The streets were empty. I walked slowly to the quai, and then, turning to the left, approached the palace of the D'Orsays, which stood then, though to-day, in a fine irony, the broken walls alone remain, amid the new glory of republican Paris. I knew I was going in the wrong direction, and at length, with a queer feeling of shame, turned and crossed to the Isle St. Louis.

Of course, the Vicomte had not done away with himself! The idea was absurd. Aged men do not lay violent hands upon themselves. It was different for Pawle, a friend of mine, who had shot himself as he descended the club stairs, a ruined man. Nevertheless, I walked instinctively towards the Cathedral of Notre Dame, and past that building to the little square house---like a roadside railway station---where Paris keeps her nameless dead.

Half guiltily I went in at one door and out by the other. Two men lay on the slates---the lowest of the low---and even the sanctifying hand of death could not allay the conviction that the world must necessarily be the richer for their removal from it. I came away and walked towards the river again. Standing on one of the bridges, I never knew which, I looked down at the slow green water. As I stood a municipal guard passed me with a suspicious glance. The clocks of the city struck six in a solemn jangle of tones. The boats were moving on the river---the great unwieldy barges as big as a ship. The streets were now astir. Paris seemed huge and as populous as an ant-hill. I felt the hopelessness of seeking unaided one who purposely hid himself in its streets.

I went back to the Morgue and made some inquiries of the attendant there. Nay, I did more---for why should a man be coward enough to shut his eyes to patent fact?---I gave my name and address to the courteous official and asked him to send for me should any news come his way. It was plain enough that the Vicomte de Clericy had of late been in such a state of mind that the worst fears must needs be kept in view.
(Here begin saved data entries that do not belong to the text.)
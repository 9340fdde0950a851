//! Settings sections of [`AppConfig`](super::AppConfig)
//!
//! Every field has a serde default so partial files (and files written by
//! older versions) load cleanly.
//!
//! # Main Types
//!
//! - [`NetworkSettings`] - Scheduler idle interval and status channel size
//! - [`CommandSettings`] - Background command queue
//! - [`LoggingSettings`] - Log filter and optional log file
//! - [`FrameSettings`] - Frame pacing of the headless driver

use serde::{Deserialize, Serialize};
use std::time::Duration;

/// Processing network scheduler settings
#[derive(Debug, Clone, PartialEq, Eq, Serialize, Deserialize)]
pub struct NetworkSettings {
    /// Upper bound on how long the idle scheduler sleeps between checks
    #[serde(default = "default_idle_wait_ms")]
    pub idle_wait_ms: u64,

    /// Capacity of the status event channel; events beyond it are dropped
    #[serde(default = "default_event_channel_capacity")]
    pub event_channel_capacity: usize,

    /// Start the scheduler thread as soon as the network is built
    #[serde(default = "default_true")]
    pub start_on_launch: bool,
}

fn default_idle_wait_ms() -> u64 {
    100
}

fn default_event_channel_capacity() -> usize {
    1024
}

fn default_true() -> bool {
    true
}

impl Default for NetworkSettings {
    fn default() -> Self {
        Self {
            idle_wait_ms: default_idle_wait_ms(),
            event_channel_capacity: default_event_channel_capacity(),
            start_on_launch: true,
        }
    }
}

impl NetworkSettings {
    pub fn idle_wait(&self) -> Duration {
        Duration::from_millis(self.idle_wait_ms)
    }
}

/// Background command queue settings
#[derive(Debug, Clone, PartialEq, Eq, Serialize, Deserialize)]
pub struct CommandSettings {
    /// Commands that can wait before `submit` blocks
    #[serde(default = "default_queue_capacity")]
    pub queue_capacity: usize,
}

fn default_queue_capacity() -> usize {
    64
}

impl Default for CommandSettings {
    fn default() -> Self {
        Self {
            queue_capacity: default_queue_capacity(),
        }
    }
}

/// Logging settings
#[derive(Debug, Clone, PartialEq, Eq, Serialize, Deserialize)]
pub struct LoggingSettings {
    /// `EnvFilter` directives, used when `RUST_LOG` is not set
    #[serde(default = "default_filter")]
    pub filter: String,

    /// Also write logs to a file in the app data directory
    #[serde(default)]
    pub log_to_file: bool,

    /// Log file name inside the app data directory
    #[serde(default = "default_log_file")]
    pub file_name: String,
}

fn default_filter() -> String {
    "info,dirvis_rs=debug".to_string()
}

fn default_log_file() -> String {
    "dirvis.log".to_string()
}

impl Default for LoggingSettings {
    fn default() -> Self {
        Self {
            filter: default_filter(),
            log_to_file: false,
            file_name: default_log_file(),
        }
    }
}

/// Frame loop settings for the headless driver
#[derive(Debug, Clone, PartialEq, Eq, Serialize, Deserialize)]
pub struct FrameSettings {
    /// Target time between two frames
    #[serde(default = "default_frame_interval_ms")]
    pub frame_interval_ms: u64,

    /// Frames to render before shutting down
    #[serde(default = "default_frame_count")]
    pub frame_count: u32,
}

fn default_frame_interval_ms() -> u64 {
    16
}

fn default_frame_count() -> u32 {
    120
}

impl Default for FrameSettings {
    fn default() -> Self {
        Self {
            frame_interval_ms: default_frame_interval_ms(),
            frame_count: default_frame_count(),
        }
    }
}

impl FrameSettings {
    pub fn frame_interval(&self) -> Duration {
        Duration::from_millis(self.frame_interval_ms)
    }
}
//! Network-specific error types.

use crate::network::id::AlgorithmId;
use thiserror::Error;

/// Errors surfaced by the graph-building API.
///
/// These describe programmer errors in how the graph is wired and are
/// returned synchronously; a failed call leaves the graph unchanged.
#[derive(Error, Debug, Clone, PartialEq, Eq)]
pub enum NetworkError {
    #[error("Type mismatch: output '{output}' ({produced}) cannot feed input '{input}' ({accepted})")]
    TypeMismatch {
        output: String,
        produced: &'static str,
        input: String,
        accepted: &'static str,
    },

    #[error("Connecting {from} to {to} would create a cycle")]
    Cycle { from: AlgorithmId, to: AlgorithmId },

    #[error("Input '{port}' of {algorithm} is already driven by another connection")]
    PortConflict { algorithm: AlgorithmId, port: String },

    #[error("Algorithm '{name}' is already registered as {existing}")]
    Duplicate { name: String, existing: AlgorithmId },

    #[error("Unknown algorithm {0}")]
    UnknownAlgorithm(AlgorithmId),

    #[error("Algorithm {algorithm} has no {direction} port named '{port}'")]
    UnknownPort {
        algorithm: AlgorithmId,
        direction: &'static str,
        port: String,
    },

    #[error("Unknown connection {0}")]
    UnknownConnection(crate::network::id::ConnectionId),

    #[error("Failed to spawn scheduler thread: {0}")]
    Spawn(String),
}

/// What went wrong inside an algorithm's `process()`.
#[derive(Debug, Clone, Copy, PartialEq, Eq)]
pub enum ProcessingErrorKind {
    /// A required input carried no data.
    MissingInput,
    /// The input data was present but unusable.
    InvalidData,
    /// The algorithm observed a stop request and gave up.
    Cancelled,
    Other,
}

/// Runtime failure of an algorithm's `process()`.
///
/// Caught at the per-algorithm boundary by the scheduler; never propagated
/// to downstream algorithms.
#[derive(Error, Debug, Clone, PartialEq, Eq)]
#[error("{kind:?}: {message}")]
pub struct ProcessingError {
    pub kind: ProcessingErrorKind,
    pub message: String,
}

impl ProcessingError {
    pub fn new(kind: ProcessingErrorKind, message: impl Into<String>) -> Self {
        Self {
            kind,
            message: message.into(),
        }
    }

    pub fn missing_input(port: &str) -> Self {
        Self::new(
            ProcessingErrorKind::MissingInput,
            format!("input '{}' has no data", port),
        )
    }

    pub fn invalid_data(message: impl Into<String>) -> Self {
        Self::new(ProcessingErrorKind::InvalidData, message)
    }

    pub fn cancelled() -> Self {
        Self::new(ProcessingErrorKind::Cancelled, "stop requested")
    }

    pub fn other(message: impl Into<String>) -> Self {
        Self::new(ProcessingErrorKind::Other, message)
    }
}

pub type NetworkResult<T> = std::result::Result<T, NetworkError>;
//! Visualizations: the last stage of the network, drawn once per frame.
//!
//! No graphics backend is linked. A visualization keeps the latest dataset
//! from `process()`, flattens it into an interleaved vertex buffer on
//! `update()` and records draw calls on `render()`, which is what a GPU
//! backend would consume.

use crate::network::{
    Algorithm, DataType, PortDescriptor, ProcessContext, ProcessingError,
    Visualization,
};
use crate::types::{LineDataSet, TriangleDataSet, Vec3};
use std::sync::Arc;

/// CPU-side copy of what would be uploaded to the GPU.
#[derive(Debug, Clone, Default, PartialEq)]
pub struct VertexBuffer {
    /// Interleaved vertex attributes, `stride` floats per vertex.
    pub data: Vec<f32>,
    pub stride: usize,
    pub indices: Vec<u32>,
}

impl VertexBuffer {
    pub fn vertex_count(&self) -> usize {
        if self.stride == 0 {
            0
        } else {
            self.data.len() / self.stride
        }
    }
}

/// Frame counters of one visualization.
#[derive(Debug, Clone, Copy, Default, PartialEq, Eq)]
pub struct RenderStats {
    pub prepared: bool,
    pub finalized: bool,
    /// Buffer rebuilds triggered by new data.
    pub uploads: u64,
    pub updates: u64,
    pub draw_calls: u64,
    pub indices_drawn: u64,
}

/// Buffer and bookkeeping shared by all visualizations.
#[derive(Debug, Default)]
struct RenderState<T> {
    latest: Option<Arc<T>>,
    pending: bool,
    buffer: Option<VertexBuffer>,
    stats: RenderStats,
}

impl<T> RenderState<T> {
    fn receive(&mut self, data: Option<Arc<T>>) {
        let changed = match (&self.latest, &data) {
            (Some(old), Some(new)) => !Arc::ptr_eq(old, new),
            (None, None) => false,
            _ => true,
        };
        if changed {
            self.latest = data;
            self.pending = true;
        }
    }

    fn update(&mut self, build: impl FnOnce(&T) -> VertexBuffer) {
        self.stats.updates += 1;
        if !self.pending {
            return;
        }
        self.pending = false;
        self.buffer = self.latest.as_deref().map(build);
        self.stats.uploads += 1;
    }

    fn render(&mut self, name: &str) {
        let Some(buffer) = &self.buffer else {
            return;
        };
        if !self.stats.prepared {
            tracing::warn!("{} rendered before prepare()", name);
            return;
        }
        self.stats.draw_calls += 1;
        self.stats.indices_drawn += buffer.indices.len() as u64;
    }

    fn prepare(&mut self) {
        self.stats.prepared = true;
        self.stats.finalized = false;
    }

    fn finalize(&mut self) {
        self.buffer = None;
        self.stats.prepared = false;
        self.stats.finalized = true;
    }
}

fn push3(data: &mut Vec<f32>, v: Vec3) {
    data.extend_from_slice(&v);
}

// ── RenderTriangles ──

pub const TRIANGLES_INPUT: &str = "Triangles";

/// Shaded triangle mesh. Vertex layout: position, normal, color (10 floats).
pub struct RenderTriangles {
    ports: Vec<PortDescriptor>,
    state: RenderState<TriangleDataSet>,
}

impl RenderTriangles {
    pub const STRIDE: usize = 10;

    pub fn new() -> Self {
        Self {
            ports: vec![PortDescriptor::input(
                TRIANGLES_INPUT,
                "The triangle mesh to render.",
                DataType::of::<TriangleDataSet>(),
            )],
            state: RenderState::default(),
        }
    }

    pub fn stats(&self) -> RenderStats {
        self.state.stats
    }

    pub fn buffer(&self) -> Option<&VertexBuffer> {
        self.state.buffer.as_ref()
    }

    fn build(set: &TriangleDataSet) -> VertexBuffer {
        let tris = &set.triangles;
        let mut data = Vec::with_capacity(tris.vertex_count() * Self::STRIDE);
        for (i, &v) in tris.vertices.iter().enumerate() {
            push3(&mut data, v);
            push3(&mut data, set.normals.get(i).copied().unwrap_or([0.0, 0.0, 1.0]));
            data.extend_from_slice(&set.color(i));
        }
        VertexBuffer {
            data,
            stride: Self::STRIDE,
            indices: tris.indices.iter().flatten().copied().collect(),
        }
    }
}

impl Default for RenderTriangles {
    fn default() -> Self {
        Self::new()
    }
}

impl Algorithm for RenderTriangles {
    fn name(&self) -> &str {
        "Render Triangles"
    }

    fn description(&self) -> &str {
        "Renders a triangle mesh with per-vertex normals and colors."
    }

    fn ports(&self) -> &[PortDescriptor] {
        &self.ports
    }

    fn process(&mut self, ctx: &mut ProcessContext) -> Result<(), ProcessingError> {
        let data = ctx.input_opt::<TriangleDataSet>(TRIANGLES_INPUT)?;
        self.state.receive(data);
        Ok(())
    }

    fn as_visualization_mut(&mut self) -> Option<&mut dyn Visualization> {
        Some(self)
    }
}

impl Visualization for RenderTriangles {
    fn prepare(&mut self) {
        self.state.prepare();
    }

    fn update(&mut self) {
        self.state.update(Self::build);
    }

    fn render(&mut self) {
        self.state.render("Render Triangles");
    }

    fn finalize(&mut self) {
        self.state.finalize();
    }
}

// ── RenderLines ──

pub const LINES_INPUT: &str = "Lines";

/// Colored line strips drawn as a line list. Vertex layout: position, color (7 floats).
pub struct RenderLines {
    ports: Vec<PortDescriptor>,
    state: RenderState<LineDataSet>,
}

impl RenderLines {
    pub const STRIDE: usize = 7;

    pub fn new() -> Self {
        Self {
            ports: vec![PortDescriptor::input(
                LINES_INPUT,
                "The lines to render.",
                DataType::of::<LineDataSet>(),
            )],
            state: RenderState::default(),
        }
    }

    pub fn stats(&self) -> RenderStats {
        self.state.stats
    }

    pub fn buffer(&self) -> Option<&VertexBuffer> {
        self.state.buffer.as_ref()
    }

    fn build(set: &LineDataSet) -> VertexBuffer {
        let lines = &set.lines;
        let mut data = Vec::with_capacity(lines.vertices.len() * Self::STRIDE);
        for (i, &v) in lines.vertices.iter().enumerate() {
            push3(&mut data, v);
            data.extend_from_slice(&set.color(i));
        }
        let n = lines.vertices.len() as u32;
        let indices = lines
            .strips
            .iter()
            .flat_map(|strip| strip.windows(2).flat_map(|w| [w[0], w[1]]))
            .filter(|&i| i < n)
            .collect();
        VertexBuffer {
            data,
            stride: Self::STRIDE,
            indices,
        }
    }
}

impl Default for RenderLines {
    fn default() -> Self {
        Self::new()
    }
}

impl Algorithm for RenderLines {
    fn name(&self) -> &str {
        "Render Lines"
    }

    fn description(&self) -> &str {
        "Renders colored line strips."
    }

    fn ports(&self) -> &[PortDescriptor] {
        &self.ports
    }

    fn process(&mut self, ctx: &mut ProcessContext) -> Result<(), ProcessingError> {
        let data = ctx.input_opt::<LineDataSet>(LINES_INPUT)?;
        if let Some(set) = &data {
            if set.lines.strips.iter().flatten().any(|&i| i as usize >= set.lines.vertices.len()) {
                return Err(ProcessingError::invalid_data(format!(
                    "line set '{}' references missing vertices",
                    set.name
                )));
            }
        }
        self.state.receive(data);
        Ok(())
    }

    fn as_visualization_mut(&mut self) -> Option<&mut dyn Visualization> {
        Some(self)
    }
}

impl Visualization for RenderLines {
    fn prepare(&mut self) {
        self.state.prepare();
    }

    fn update(&mut self) {
        self.state.update(Self::build);
    }

    fn render(&mut self) {
        self.state.render("Render Lines");
    }

    fn finalize(&mut self) {
        self.state.finalize();
    }
}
I went back to the Faubourg St. Germain and crept quietly into the house of my patron by the side door, of which he himself had given me the key. Despite my noiseless tread, Madame was waiting for me at the head of the stairs.

"Nothing?" she asked.

"Nothing," replied I, and avoided her persistent eyes. To share an unspoken fear is akin to the knowledge of a common crime.

At nine o'clock I sought John Turner in his apartment in the Avenue D'Antan, almost within a stone's throw of the British Embassy. There are some to whom one naturally turns in time of trouble and perplexity, while the existence of others who are equally important in their own estimation is at such moments forgotten. Our fellows seem to move around us in a circle---some step out of the rank and touch us as they pass---one, if it please God, comes out and stands beside us. John Turner had, I suppose, touched me in passing. He was at breakfast when I was shown into his presence.

"You are looking fresh and well," he said, in his abrupt way, "so I suppose you are engaged in some mischief."

"Not exactly. But what I began in play is continuing in earnest."

"Yes," he said, looking at me with his easy smile while he dropped a piece of sugar into his coffee-cup. "Yes; young men are fond of walking into streams without ascertaining the depth on the farther side."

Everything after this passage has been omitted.